BEGIN

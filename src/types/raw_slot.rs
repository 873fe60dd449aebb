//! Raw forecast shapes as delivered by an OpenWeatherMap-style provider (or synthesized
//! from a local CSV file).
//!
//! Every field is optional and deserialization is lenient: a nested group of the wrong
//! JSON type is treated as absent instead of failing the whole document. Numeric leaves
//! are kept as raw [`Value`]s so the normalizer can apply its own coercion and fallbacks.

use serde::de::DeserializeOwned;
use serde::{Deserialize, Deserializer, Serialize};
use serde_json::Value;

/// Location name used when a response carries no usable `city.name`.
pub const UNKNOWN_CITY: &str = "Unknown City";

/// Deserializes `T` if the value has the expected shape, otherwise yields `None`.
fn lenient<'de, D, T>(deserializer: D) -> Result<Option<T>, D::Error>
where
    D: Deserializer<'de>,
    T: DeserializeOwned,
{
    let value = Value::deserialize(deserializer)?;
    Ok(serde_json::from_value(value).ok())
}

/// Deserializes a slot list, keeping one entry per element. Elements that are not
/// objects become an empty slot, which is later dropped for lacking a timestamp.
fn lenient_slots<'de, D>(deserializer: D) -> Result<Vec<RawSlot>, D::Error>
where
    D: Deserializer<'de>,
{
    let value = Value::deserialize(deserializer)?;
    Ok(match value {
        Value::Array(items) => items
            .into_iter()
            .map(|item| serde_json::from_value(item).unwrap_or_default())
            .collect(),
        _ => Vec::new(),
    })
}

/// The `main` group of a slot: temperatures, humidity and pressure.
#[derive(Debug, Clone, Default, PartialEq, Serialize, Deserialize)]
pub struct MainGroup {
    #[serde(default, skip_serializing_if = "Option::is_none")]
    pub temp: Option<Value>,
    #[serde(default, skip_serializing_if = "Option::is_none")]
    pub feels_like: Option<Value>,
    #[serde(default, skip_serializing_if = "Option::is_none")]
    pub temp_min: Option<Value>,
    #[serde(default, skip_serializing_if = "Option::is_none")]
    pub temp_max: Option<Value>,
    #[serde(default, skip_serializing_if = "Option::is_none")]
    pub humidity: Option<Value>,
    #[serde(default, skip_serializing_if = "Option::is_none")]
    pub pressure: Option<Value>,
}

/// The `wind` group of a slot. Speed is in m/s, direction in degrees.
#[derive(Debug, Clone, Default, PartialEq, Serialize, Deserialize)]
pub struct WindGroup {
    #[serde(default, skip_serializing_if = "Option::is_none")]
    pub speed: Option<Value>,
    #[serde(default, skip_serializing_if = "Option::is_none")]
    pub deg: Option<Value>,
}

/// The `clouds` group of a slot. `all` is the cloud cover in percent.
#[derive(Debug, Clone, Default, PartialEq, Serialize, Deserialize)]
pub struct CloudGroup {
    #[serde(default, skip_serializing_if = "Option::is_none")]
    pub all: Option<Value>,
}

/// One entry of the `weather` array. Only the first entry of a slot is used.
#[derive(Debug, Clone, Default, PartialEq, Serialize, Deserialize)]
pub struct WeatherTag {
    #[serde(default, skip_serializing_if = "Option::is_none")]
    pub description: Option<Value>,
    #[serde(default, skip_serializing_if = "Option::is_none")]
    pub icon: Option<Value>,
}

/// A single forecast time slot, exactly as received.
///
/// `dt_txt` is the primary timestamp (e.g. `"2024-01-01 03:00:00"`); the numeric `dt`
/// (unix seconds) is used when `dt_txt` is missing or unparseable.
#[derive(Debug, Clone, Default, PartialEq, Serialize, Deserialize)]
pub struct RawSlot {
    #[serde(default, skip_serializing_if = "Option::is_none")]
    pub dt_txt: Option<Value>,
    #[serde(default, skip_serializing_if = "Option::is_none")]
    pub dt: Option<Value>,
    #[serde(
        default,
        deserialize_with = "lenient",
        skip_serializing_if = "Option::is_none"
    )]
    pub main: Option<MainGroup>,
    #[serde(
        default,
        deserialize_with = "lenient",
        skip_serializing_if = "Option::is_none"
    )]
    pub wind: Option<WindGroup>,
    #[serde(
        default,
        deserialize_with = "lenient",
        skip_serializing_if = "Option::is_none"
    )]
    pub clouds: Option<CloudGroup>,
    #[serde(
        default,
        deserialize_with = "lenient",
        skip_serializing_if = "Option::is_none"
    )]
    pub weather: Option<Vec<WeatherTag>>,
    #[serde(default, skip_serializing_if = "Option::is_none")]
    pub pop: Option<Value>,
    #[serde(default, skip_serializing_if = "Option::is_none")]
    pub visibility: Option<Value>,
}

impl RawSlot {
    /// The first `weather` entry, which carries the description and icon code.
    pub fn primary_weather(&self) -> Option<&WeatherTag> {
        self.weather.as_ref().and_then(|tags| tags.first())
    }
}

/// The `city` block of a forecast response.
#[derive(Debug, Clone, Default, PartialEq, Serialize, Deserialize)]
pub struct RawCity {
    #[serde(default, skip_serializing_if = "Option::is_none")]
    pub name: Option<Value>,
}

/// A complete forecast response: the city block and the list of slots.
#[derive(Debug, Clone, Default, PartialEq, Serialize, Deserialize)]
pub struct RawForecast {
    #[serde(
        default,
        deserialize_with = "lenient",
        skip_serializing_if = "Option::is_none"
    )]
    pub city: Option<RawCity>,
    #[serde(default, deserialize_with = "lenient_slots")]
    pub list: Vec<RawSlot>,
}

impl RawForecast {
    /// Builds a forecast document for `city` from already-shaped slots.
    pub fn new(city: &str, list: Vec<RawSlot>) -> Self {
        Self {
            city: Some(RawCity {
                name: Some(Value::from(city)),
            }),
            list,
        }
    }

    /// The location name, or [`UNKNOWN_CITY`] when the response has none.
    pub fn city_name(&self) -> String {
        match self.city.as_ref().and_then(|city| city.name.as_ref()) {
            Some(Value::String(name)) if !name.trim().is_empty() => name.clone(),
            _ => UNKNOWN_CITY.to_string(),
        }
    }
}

END

**What is being asked**
If a line in the material contains the word "block", copy that line.

**Response for this exercise**
/// The `city` block of a forecast response.
/// A complete forecast response: the city block and the list of slots.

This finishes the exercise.